= Required action =
Lines in the listing under this task are to be copied exactly.
[Given data Boundary: Start]
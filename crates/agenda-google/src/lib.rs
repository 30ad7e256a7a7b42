// External collaborators: Google Calendar v3 and the Verisafe identity
// service. Both are plain reqwest JSON clients; nothing here touches the
// database.

pub mod calendar;
pub mod error;
pub mod models;
pub mod time;
pub mod verisafe;

pub use calendar::CalendarClient;
pub use error::{GoogleApiError, GoogleResult};
pub use models::{EventDateTime, GoogleEvent, GoogleEventBody};
pub use verisafe::{SocialAccount, VerisafeClient};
[Given data Boundary: End]
= Problem solution =
filename crates/agenda-google/src/lib.rs
repository 30ad7e256a7a7b42
// External collaborators: Google Calendar v3 and the Verisafe identity
// service. Both are plain reqwest JSON clients; nothing here touches the
// database.

pub mod calendar;
pub mod error;
pub mod models;
pub mod time;
pub mod verisafe;

pub use calendar::CalendarClient;
pub use error::{GoogleApiError, GoogleResult};
pub use models::{EventDateTime, GoogleEvent, GoogleEventBody};
pub use verisafe::{SocialAccount, VerisafeClient};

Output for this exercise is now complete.